> **TASK DETAILS**: Counting only lines below that contain the string "every", give the total as a single number.

┌─ EXCERPTED DATA

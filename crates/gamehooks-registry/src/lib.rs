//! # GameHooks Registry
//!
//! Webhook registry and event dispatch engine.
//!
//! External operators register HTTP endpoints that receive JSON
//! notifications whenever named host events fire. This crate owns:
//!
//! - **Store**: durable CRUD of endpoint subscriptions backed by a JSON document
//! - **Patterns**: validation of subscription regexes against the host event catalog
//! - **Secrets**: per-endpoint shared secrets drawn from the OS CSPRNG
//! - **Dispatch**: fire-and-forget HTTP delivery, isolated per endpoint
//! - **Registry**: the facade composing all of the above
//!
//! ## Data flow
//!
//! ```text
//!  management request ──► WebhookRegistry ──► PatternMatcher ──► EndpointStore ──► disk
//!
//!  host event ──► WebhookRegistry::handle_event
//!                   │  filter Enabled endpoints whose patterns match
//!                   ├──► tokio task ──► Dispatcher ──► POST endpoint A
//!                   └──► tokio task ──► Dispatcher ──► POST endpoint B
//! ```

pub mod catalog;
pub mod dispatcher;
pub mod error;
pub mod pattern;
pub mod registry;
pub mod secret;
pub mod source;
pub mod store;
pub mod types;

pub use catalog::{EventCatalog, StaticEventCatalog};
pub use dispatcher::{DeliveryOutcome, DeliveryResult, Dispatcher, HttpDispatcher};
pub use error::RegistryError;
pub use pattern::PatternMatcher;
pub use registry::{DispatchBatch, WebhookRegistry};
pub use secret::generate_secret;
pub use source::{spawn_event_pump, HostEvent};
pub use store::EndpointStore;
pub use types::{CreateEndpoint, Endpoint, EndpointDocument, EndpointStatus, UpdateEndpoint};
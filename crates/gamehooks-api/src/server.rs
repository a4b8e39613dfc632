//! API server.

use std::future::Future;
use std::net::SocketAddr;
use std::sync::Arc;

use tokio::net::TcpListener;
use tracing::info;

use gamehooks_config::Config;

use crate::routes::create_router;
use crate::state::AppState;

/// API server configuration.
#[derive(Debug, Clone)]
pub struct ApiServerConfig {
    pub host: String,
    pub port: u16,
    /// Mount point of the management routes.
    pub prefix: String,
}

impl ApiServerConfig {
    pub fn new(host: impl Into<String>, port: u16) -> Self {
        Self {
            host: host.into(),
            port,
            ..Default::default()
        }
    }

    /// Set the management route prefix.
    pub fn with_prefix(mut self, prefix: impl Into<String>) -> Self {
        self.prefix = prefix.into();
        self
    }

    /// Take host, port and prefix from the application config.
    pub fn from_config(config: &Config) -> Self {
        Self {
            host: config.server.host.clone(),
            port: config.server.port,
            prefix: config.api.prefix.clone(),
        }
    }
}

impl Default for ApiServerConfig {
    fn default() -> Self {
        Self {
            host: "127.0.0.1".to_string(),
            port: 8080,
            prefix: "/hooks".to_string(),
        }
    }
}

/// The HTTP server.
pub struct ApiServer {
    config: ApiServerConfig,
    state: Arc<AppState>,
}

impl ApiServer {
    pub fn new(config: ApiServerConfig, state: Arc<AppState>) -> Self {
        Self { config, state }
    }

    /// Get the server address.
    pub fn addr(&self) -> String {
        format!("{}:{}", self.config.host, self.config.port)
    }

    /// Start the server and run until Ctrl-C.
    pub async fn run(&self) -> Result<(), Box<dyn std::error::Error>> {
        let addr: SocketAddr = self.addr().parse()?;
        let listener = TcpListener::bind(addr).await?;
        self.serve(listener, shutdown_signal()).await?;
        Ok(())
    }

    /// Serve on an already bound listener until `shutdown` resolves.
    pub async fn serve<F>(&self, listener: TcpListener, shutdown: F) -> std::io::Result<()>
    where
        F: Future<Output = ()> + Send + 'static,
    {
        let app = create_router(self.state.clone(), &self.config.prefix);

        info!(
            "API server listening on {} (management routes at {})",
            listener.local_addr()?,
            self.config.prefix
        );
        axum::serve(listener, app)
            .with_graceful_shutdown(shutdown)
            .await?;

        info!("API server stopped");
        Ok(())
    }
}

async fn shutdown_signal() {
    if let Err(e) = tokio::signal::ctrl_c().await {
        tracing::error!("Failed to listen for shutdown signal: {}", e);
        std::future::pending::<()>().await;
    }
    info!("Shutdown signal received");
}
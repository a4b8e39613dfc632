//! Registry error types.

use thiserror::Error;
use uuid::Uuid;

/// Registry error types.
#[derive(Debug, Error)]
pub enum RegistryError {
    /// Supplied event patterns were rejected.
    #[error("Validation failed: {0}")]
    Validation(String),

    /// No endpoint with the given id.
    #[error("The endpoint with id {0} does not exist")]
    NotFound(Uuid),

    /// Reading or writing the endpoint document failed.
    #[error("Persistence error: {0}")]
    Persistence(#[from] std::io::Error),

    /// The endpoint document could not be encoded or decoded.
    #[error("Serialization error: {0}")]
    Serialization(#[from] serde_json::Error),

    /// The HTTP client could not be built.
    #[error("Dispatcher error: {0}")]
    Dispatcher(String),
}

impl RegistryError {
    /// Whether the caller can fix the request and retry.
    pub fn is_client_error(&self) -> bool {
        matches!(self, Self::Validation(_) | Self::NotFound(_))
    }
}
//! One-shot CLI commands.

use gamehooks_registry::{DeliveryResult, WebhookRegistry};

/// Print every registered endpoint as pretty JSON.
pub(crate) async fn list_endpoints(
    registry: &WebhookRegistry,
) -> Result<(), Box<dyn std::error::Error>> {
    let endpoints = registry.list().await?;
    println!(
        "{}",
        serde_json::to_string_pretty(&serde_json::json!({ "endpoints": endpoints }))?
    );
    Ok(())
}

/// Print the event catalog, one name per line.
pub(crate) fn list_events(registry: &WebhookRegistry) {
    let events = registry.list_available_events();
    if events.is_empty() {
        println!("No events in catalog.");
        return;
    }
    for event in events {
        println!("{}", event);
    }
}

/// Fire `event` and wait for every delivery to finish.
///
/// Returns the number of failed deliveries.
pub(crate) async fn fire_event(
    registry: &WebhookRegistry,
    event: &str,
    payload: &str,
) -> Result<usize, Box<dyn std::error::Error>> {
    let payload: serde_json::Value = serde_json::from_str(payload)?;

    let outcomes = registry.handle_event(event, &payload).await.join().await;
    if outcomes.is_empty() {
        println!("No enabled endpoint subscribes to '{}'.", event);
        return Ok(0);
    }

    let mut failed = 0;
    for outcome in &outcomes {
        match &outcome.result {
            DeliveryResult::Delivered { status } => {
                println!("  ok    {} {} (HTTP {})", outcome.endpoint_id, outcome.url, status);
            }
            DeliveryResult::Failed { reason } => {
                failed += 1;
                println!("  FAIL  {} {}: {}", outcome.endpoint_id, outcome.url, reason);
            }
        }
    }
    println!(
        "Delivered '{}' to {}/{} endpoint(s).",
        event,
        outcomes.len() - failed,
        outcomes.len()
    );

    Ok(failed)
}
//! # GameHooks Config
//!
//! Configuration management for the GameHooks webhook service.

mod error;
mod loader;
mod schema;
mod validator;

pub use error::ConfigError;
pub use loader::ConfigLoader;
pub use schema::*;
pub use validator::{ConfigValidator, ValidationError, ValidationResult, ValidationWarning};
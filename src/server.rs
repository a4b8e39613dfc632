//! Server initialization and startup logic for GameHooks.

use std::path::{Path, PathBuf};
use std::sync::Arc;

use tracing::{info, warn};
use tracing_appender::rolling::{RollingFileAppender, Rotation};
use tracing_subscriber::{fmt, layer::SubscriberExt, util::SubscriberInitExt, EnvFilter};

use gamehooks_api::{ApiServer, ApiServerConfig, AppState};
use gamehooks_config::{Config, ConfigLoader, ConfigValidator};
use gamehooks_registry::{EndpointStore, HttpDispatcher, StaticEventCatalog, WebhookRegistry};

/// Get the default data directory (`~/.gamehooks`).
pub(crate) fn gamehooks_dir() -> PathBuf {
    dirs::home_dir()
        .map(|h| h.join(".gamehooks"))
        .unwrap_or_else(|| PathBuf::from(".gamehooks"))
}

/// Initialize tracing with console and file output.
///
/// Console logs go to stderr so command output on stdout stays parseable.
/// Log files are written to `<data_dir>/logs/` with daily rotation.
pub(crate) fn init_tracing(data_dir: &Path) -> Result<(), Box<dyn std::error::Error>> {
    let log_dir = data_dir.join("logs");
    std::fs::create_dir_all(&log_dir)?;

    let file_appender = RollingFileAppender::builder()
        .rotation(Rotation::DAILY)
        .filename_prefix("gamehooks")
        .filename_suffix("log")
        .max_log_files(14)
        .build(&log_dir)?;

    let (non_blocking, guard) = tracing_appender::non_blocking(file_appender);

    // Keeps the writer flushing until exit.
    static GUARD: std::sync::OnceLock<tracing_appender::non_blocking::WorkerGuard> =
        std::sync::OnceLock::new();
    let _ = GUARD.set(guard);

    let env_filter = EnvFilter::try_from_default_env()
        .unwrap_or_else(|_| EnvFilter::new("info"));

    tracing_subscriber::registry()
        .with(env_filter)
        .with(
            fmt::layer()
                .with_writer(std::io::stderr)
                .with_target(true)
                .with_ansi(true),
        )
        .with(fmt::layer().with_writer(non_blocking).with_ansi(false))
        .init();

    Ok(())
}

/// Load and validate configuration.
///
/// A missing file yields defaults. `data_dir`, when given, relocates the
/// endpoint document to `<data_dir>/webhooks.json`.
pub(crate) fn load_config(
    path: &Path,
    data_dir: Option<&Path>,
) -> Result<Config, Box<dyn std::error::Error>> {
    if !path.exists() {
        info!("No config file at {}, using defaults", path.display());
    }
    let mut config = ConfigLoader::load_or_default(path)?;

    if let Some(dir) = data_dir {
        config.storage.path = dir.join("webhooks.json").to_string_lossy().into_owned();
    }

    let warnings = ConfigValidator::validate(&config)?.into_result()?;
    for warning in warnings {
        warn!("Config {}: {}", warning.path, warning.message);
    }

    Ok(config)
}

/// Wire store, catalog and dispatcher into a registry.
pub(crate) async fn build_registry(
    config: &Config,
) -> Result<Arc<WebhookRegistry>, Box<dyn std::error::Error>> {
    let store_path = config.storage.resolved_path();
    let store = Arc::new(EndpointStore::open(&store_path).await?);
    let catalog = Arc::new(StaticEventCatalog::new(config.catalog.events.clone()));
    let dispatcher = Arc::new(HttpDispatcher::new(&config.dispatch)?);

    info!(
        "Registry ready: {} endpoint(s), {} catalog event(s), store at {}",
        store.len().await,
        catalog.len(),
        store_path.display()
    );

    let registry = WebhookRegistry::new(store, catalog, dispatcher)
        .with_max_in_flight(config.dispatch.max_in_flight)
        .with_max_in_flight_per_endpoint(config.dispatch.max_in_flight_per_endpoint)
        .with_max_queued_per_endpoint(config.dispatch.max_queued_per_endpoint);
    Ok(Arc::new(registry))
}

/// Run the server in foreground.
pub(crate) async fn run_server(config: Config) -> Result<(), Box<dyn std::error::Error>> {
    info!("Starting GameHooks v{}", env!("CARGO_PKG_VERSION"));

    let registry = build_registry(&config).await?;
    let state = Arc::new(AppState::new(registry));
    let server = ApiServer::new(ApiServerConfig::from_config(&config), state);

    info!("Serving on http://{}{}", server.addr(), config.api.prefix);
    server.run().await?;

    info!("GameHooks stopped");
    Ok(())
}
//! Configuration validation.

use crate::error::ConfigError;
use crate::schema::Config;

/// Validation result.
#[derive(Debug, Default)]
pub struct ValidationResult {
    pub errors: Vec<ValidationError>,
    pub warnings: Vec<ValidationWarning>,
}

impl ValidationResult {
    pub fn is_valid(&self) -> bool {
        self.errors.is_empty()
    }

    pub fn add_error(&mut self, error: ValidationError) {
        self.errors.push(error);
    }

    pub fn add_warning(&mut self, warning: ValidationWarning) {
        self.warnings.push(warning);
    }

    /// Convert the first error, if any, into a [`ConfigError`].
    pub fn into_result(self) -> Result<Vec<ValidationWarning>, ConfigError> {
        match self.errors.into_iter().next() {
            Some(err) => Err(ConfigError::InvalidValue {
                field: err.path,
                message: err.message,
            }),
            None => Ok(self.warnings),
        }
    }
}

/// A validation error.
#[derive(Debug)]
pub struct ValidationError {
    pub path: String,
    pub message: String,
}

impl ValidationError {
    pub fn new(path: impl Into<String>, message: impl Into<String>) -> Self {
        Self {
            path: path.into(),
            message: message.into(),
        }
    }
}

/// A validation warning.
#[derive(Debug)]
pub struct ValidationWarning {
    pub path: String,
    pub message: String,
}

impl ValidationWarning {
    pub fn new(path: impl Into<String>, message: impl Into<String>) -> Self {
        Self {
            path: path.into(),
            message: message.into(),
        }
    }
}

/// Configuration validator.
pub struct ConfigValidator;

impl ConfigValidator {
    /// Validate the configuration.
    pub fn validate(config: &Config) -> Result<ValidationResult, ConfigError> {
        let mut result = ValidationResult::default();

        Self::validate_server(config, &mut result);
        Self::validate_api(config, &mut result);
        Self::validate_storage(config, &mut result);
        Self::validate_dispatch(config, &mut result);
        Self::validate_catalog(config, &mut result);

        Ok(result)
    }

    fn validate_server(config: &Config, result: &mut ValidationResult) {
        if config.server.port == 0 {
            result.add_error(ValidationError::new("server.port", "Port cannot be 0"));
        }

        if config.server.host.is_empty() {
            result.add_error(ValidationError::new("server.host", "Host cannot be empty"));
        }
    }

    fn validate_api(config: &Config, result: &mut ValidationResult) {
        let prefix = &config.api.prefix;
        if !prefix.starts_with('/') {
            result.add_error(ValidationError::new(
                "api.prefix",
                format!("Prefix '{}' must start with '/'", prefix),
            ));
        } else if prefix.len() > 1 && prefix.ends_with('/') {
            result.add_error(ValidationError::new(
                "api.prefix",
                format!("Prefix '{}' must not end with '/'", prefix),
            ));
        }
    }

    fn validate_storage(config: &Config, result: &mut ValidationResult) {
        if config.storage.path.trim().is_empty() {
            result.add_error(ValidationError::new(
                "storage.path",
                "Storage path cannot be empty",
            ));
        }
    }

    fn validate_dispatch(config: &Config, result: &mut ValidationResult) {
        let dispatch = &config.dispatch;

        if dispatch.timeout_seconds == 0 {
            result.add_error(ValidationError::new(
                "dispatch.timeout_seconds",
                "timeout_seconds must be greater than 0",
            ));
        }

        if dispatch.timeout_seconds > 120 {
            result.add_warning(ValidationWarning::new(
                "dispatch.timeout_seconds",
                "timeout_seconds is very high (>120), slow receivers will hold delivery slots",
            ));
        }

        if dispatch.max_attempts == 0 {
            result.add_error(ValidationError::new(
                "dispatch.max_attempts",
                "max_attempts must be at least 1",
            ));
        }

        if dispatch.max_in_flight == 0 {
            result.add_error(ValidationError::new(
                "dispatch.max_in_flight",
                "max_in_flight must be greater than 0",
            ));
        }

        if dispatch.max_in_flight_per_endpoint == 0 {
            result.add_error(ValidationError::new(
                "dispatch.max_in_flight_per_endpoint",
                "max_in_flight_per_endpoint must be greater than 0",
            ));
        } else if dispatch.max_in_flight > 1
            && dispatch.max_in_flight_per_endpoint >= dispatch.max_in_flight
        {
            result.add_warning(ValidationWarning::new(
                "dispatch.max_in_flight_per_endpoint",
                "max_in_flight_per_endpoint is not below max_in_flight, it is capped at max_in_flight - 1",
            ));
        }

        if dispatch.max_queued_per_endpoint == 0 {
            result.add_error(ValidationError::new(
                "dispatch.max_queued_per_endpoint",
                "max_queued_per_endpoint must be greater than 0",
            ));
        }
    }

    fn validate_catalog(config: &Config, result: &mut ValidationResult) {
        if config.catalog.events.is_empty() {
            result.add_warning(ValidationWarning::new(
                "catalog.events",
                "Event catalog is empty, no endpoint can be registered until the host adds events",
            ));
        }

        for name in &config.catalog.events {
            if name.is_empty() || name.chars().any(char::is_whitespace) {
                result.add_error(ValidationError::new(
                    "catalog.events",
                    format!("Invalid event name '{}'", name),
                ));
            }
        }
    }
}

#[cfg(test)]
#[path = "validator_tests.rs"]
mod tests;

└─

> **OUTPUT BELOW**: 2